**Task to complete**
In the records below, the line containing "pub use binary::Binary;" is the first to keep. Retype it and all later lines exactly, through the end.

**Stored items**
>>>

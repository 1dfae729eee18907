//! Syntax tree nodes produced by the parser.
//!
//! Every node carries the span of the source code it was parsed from and implements
//! [`std::fmt::Display`], which renders the node back into source form.

pub mod attribute;
pub mod binary;
pub mod bool_op;
pub mod braces;
pub mod call;
pub mod compare;
pub mod expr;
pub mod lambda;
pub mod literal;
pub mod paren;
pub mod stmt;
pub mod unary;

pub use attribute::Attribute;
pub use binary::Binary;
pub use bool_op::BoolOp;
pub use braces::{Dict, Set};
pub use call::Call;
pub use compare::Compare;
pub use expr::Expr;
pub use lambda::Lambda;
pub use literal::{Literal, LitBool, LitFloat, LitInt, LitStr, LitSym};
pub use paren::Paren;
pub use stmt::{Assign, FunctionDef, Return, Stmt};
pub use unary::Unary;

<<<

**Expected output**
pub use binary::Binary;
pub use bool_op::BoolOp;
pub use braces::{Dict, Set};
pub use call::Call;
pub use compare::Compare;
pub use expr::Expr;
pub use lambda::Lambda;
pub use literal::{Literal, LitBool, LitFloat, LitInt, LitStr, LitSym};
pub use paren::Paren;
pub use stmt::{Assign, FunctionDef, Return, Stmt};
pub use unary::Unary;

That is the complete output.